The first year I was filled with a mix of anger and fear. I was angry at how much had to be endured before this diagnosis and how ignorant some were along the way. I was afraid of never living any better than I had been living for the past couple years. I was so focused on how I was going to die with CF that I guess that was easier at the time, than to figure out how I was going to live with CF. I felt that this disease had taken my life as it had taken my health and that I had no control. It is hard to control something that others can't see and only you can feel ... so somewhere along the line I decided that I and only I had control over my thoughts and how I dealt with the symptoms of my disease on a daily basis. I could let it happen or I could take control of how I saw and handled my disease. For the first time in my life I became interested in exercise that would help me to hang on to the lung capacity I had and build strength etc. ... This was when I turned the corner. Financially I could not afford to pay for membership to a health club -- that is when I learned about Karen's Climb. I heard the story of Karen, learned that she was the same age as I was at that time when she passed away (26), and I kind of felt in my heart that that was one of many signs. I joined the facility [Karen's Climb Foundation paid all of the fitness club fees]and built up strength not only physically, but even more so emotionally. For the first time in a long time I felt strong and in control and I don't believe that I would have been able to do this on my own. I will always credit Karen's Climb in part for helping me to take control back in my life.

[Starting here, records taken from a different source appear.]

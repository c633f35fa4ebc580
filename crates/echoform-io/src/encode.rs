//! Deterministic PCM encoding of rendered audio.
//!
//! The conditioning chain runs in a fixed order:
//!
//! 1. Per-channel DC offset removal (subtract the channel mean)
//! 2. Peak detection across all channels
//! 3. Hard clamp to `[-1, 1]` when the peak exceeds full scale
//! 4. Optional normalization to `normalize_target` when requested and the
//!    peak is below [`NORMALIZE_BELOW`]
//! 5. TPDF dither (one LSB peak-to-peak per side) from a seeded RNG, then
//!    rounding to the target integer width
//!
//! The same input, options and seed always produce byte-identical output.

use crate::{AudioBuffer, Error, Result};
use hound::{SampleFormat, WavWriter};
use rand::rngs::StdRng;
use rand::{Rng, SeedableRng};
use std::io::Cursor;

/// Peak below which normalization is applied.
pub const NORMALIZE_BELOW: f32 = 0.7;

/// Encoder settings.
#[derive(Debug, Clone, PartialEq)]
pub struct EncodeOptions {
    /// Integer bit depth: 16 or 24.
    pub bit_depth: u16,
    /// Raise quiet renders to `normalize_target`.
    pub normalize: bool,
    /// Peak level normalization aims for.
    pub normalize_target: f32,
    /// Dither RNG seed.
    pub dither_seed: u64,
}

impl Default for EncodeOptions {
    fn default() -> Self {
        Self {
            bit_depth: 16,
            normalize: false,
            normalize_target: 0.89,
            dither_seed: 0,
        }
    }
}

/// Output of [`encode_wav`].
#[derive(Debug, Clone)]
pub struct Encoded {
    /// Complete RIFF/WAVE file.
    pub bytes: Vec<u8>,
    /// Conditioned float audio that was quantized.
    pub conditioned: AudioBuffer,
    /// Peak after DC removal, before clamping or normalization.
    pub peak: f32,
    /// Linear gain applied by normalization (1.0 when none).
    pub gain: f32,
}

struct TpdfDither {
    rng: StdRng,
}

impl TpdfDither {
    fn new(seed: u64) -> Self {
        Self {
            rng: StdRng::seed_from_u64(seed),
        }
    }

    /// Triangular noise in LSB units, range (-1, 1).
    fn sample(&mut self) -> f32 {
        let a: f32 = self.rng.r#gen();
        let b: f32 = self.rng.r#gen();
        a - b
    }
}

/// Applies DC removal, peak handling and optional normalization in place.
/// Returns `(peak, gain)`.
pub fn condition(buffer: &mut AudioBuffer, options: &EncodeOptions) -> (f32, f32) {
    for ch in 0..buffer.channel_count() {
        let samples = buffer.channel_mut(ch);
        if samples.is_empty() {
            continue;
        }
        let mean = samples.iter().map(|&s| f64::from(s)).sum::<f64>() / samples.len() as f64;
        let mean = mean as f32;
        for s in samples.iter_mut() {
            *s -= mean;
        }
    }

    let peak = buffer.peak();
    let mut gain = 1.0;
    if peak > 1.0 {
        for ch in 0..buffer.channel_count() {
            for s in buffer.channel_mut(ch) {
                *s = s.clamp(-1.0, 1.0);
            }
        }
    } else if options.normalize && peak > 0.0 && peak < NORMALIZE_BELOW {
        gain = options.normalize_target / peak;
        for ch in 0..buffer.channel_count() {
            for s in buffer.channel_mut(ch) {
                *s *= gain;
            }
        }
    }
    (peak, gain)
}

/// Conditions, dithers and encodes `buffer` as integer PCM WAV.
pub fn encode_wav(buffer: &AudioBuffer, options: &EncodeOptions) -> Result<Encoded> {
    if !matches!(options.bit_depth, 16 | 24) {
        return Err(Error::UnsupportedBitDepth(options.bit_depth));
    }
    if buffer.channel_count() == 0 {
        return Err(Error::NoChannels);
    }

    let mut conditioned = buffer.clone();
    let (peak, gain) = condition(&mut conditioned, options);

    let spec = hound::WavSpec {
        channels: conditioned.channel_count() as u16,
        sample_rate: conditioned.sample_rate(),
        bits_per_sample: options.bit_depth,
        sample_format: SampleFormat::Int,
    };
    let full_scale = (1i32 << (options.bit_depth - 1)) as f32;
    let mut dither = TpdfDither::new(options.dither_seed);

    let mut bytes = Vec::with_capacity(44 + conditioned.size_bytes());
    {
        let mut writer = WavWriter::new(Cursor::new(&mut bytes), spec)?;
        for i in 0..conditioned.frames() {
            for ch in conditioned.channels() {
                let q = quantise(ch[i], full_scale, dither.sample());
                if options.bit_depth == 16 {
                    writer.write_sample(q as i16)?;
                } else {
                    writer.write_sample(q)?;
                }
            }
        }
        writer.finalize()?;
    }

    tracing::debug!(
        frames = conditioned.frames(),
        peak,
        gain,
        bytes = bytes.len(),
        "encoded wav"
    );

    Ok(Encoded {
        bytes,
        conditioned,
        peak,
        gain,
    })
}

#[inline]
fn quantise(sample: f32, full_scale: f32, dither_lsb: f32) -> i32 {
    let scaled = sample * full_scale + dither_lsb;
    scaled.round().clamp(-full_scale, full_scale - 1.0) as i32
}
//! Block-sized stereo buffers.

/// A stereo block buffer (planar left/right channels).
#[derive(Debug, Clone, Default, PartialEq)]
pub struct StereoBuffer {
    /// Left channel samples.
    pub left: Vec<f32>,
    /// Right channel samples.
    pub right: Vec<f32>,
}

impl StereoBuffer {
    /// Creates a new zeroed stereo buffer with the given block size.
    pub fn new(block_size: usize) -> Self {
        Self {
            left: vec![0.0; block_size],
            right: vec![0.0; block_size],
        }
    }

    /// Fills both channels with zeros.
    pub fn clear(&mut self) {
        self.left.fill(0.0);
        self.right.fill(0.0);
    }

    /// Resizes both channels, zeroing new samples.
    pub fn resize(&mut self, block_size: usize) {
        self.left.resize(block_size, 0.0);
        self.right.resize(block_size, 0.0);
    }

    /// Samples per channel.
    pub fn len(&self) -> usize {
        self.left.len()
    }

    /// Returns true if the buffer has zero length.
    pub fn is_empty(&self) -> bool {
        self.left.is_empty()
    }

    /// Adds `other * gain` into this buffer.
    pub fn add_scaled(&mut self, other: &StereoBuffer, gain: f32) {
        for (d, s) in self.left.iter_mut().zip(&other.left) {
            *d += s * gain;
        }
        for (d, s) in self.right.iter_mut().zip(&other.right) {
            *d += s * gain;
        }
    }

    /// Multiplies both channels by `gain`.
    pub fn scale(&mut self, gain: f32) {
        for s in self.left.iter_mut().chain(self.right.iter_mut()) {
            *s *= gain;
        }
    }

    /// Largest absolute sample.
    pub fn peak(&self) -> f32 {
        self.left
            .iter()
            .chain(&self.right)
            .fold(0.0f32, |acc, s| acc.max(s.abs()))
    }
}

#[cfg(test)]
mod tests {
    use super::*;

    #[test]
    fn mixes_with_gain() {
        let mut a = StereoBuffer::new(4);
        let mut b = StereoBuffer::new(4);
        b.left.fill(1.0);
        b.right.fill(-1.0);
        a.add_scaled(&b, 0.5);
        a.add_scaled(&b, 0.25);
        assert_eq!(a.left, vec![0.75; 4]);
        assert_eq!(a.right, vec![-0.75; 4]);
        assert_eq!(a.peak(), 0.75);
        a.scale(2.0);
        assert_eq!(a.left[0], 1.5);
    }
}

The whole point is ... that I do dream. I used to be so afraid to look ahead for fear of my future -- I now look forward to every new day with an appreciation for life, warm hands, and kind faces. I do dream once again. I look forward to my upcoming wedding when I will marry my best friend -- who has been there every step of the way and I think is proud in rebuilding my life since my diagnosis. I hope to have a family, live to an old age and someday meet my children's children.

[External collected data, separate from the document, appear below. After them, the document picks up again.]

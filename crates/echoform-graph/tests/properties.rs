//! Property-based tests for parameter scheduling and block processing.

use echoform_graph::{AssetMap, AudioParam, GraphContext, RuntimeGraph};
use echoform_io::AudioBuffer;
use echoform_spec::{Asset, AutomationDef, GraphSpec, NodeDef};
use proptest::prelude::*;
use std::sync::Arc;

fn player_gain(points: &[(f64, f64)]) -> (GraphSpec, AssetMap) {
    let spec = GraphSpec::default()
        .with_asset(Asset::sample("a", "a.wav"))
        .with_node(NodeDef::new("p", "player").with_asset("a"))
        .with_node(NodeDef::new("g", "gain"))
        .with_connection("p", "g")
        .with_automation(AutomationDef::linear("fade", "g", "gain", 0.0, 1.0, points));
    let mut assets = AssetMap::new();
    let ramp: Vec<f32> = (0..2000).map(|i| ((i % 50) as f32 / 50.0) - 0.5).collect();
    assets.insert("a".into(), Arc::new(AudioBuffer::new(vec![ramp], 1000)));
    (spec, assets)
}

proptest! {
    #![proptest_config(ProptestConfig::with_cases(64))]

    /// Sampled parameter values never leave the parameter's range.
    #[test]
    fn param_values_stay_in_range(
        base in -10.0f32..10.0,
        events in prop::collection::vec((0.0f64..5.0, -10.0f32..10.0, any::<bool>()), 0..8),
        at in 0.0f64..6.0,
    ) {
        let mut p = AudioParam::new(base, -1.0, 1.0);
        for (t, v, ramp) in events {
            if ramp { p.linear_ramp_to(v, t) } else { p.set_value_at(v, t) }
        }
        let v = p.value_at(at);
        prop_assert!((-1.0..=1.0).contains(&v), "value {} out of range", v);
    }

    /// Output does not depend on how the timeline is split into blocks.
    #[test]
    fn block_size_invariance(
        block in 1usize..200,
        mid in 0.0f64..2.0,
    ) {
        let (spec, assets) = player_gain(&[(0.0, 0.0), (0.5, mid), (1.0, 1.0)]);
        let reference = {
            let ctx = GraphContext { sample_rate: 1000, block_size: 128 };
            RuntimeGraph::build(&spec, ctx, &assets).unwrap().render(1500)
        };
        let ctx = GraphContext { sample_rate: 1000, block_size: block };
        let split = RuntimeGraph::build(&spec, ctx, &assets).unwrap().render(1500);
        prop_assert_eq!(split.frames(), reference.frames());
        for (a, b) in split.channel(0).iter().zip(reference.channel(0)) {
            prop_assert!((a - b).abs() < 1e-4, "{} vs {}", a, b);
        }
    }
}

Every day is a challenge - some days that is putting it kindly. Never knowing how I will feel when I wake up -- will I get sick -- the unpredictability. I have slowly built up some trust in myself and in my body and just do the best I can. Some days I feel nothing and I hang on tight to those days ... other days I feel so much ... too much to the point where I don't know if I can make it. But I always do -- and at the end of that day I look back and feel proud to have made it through, because with every day I get a little stronger. And tomorrow might just be a little easier because of today.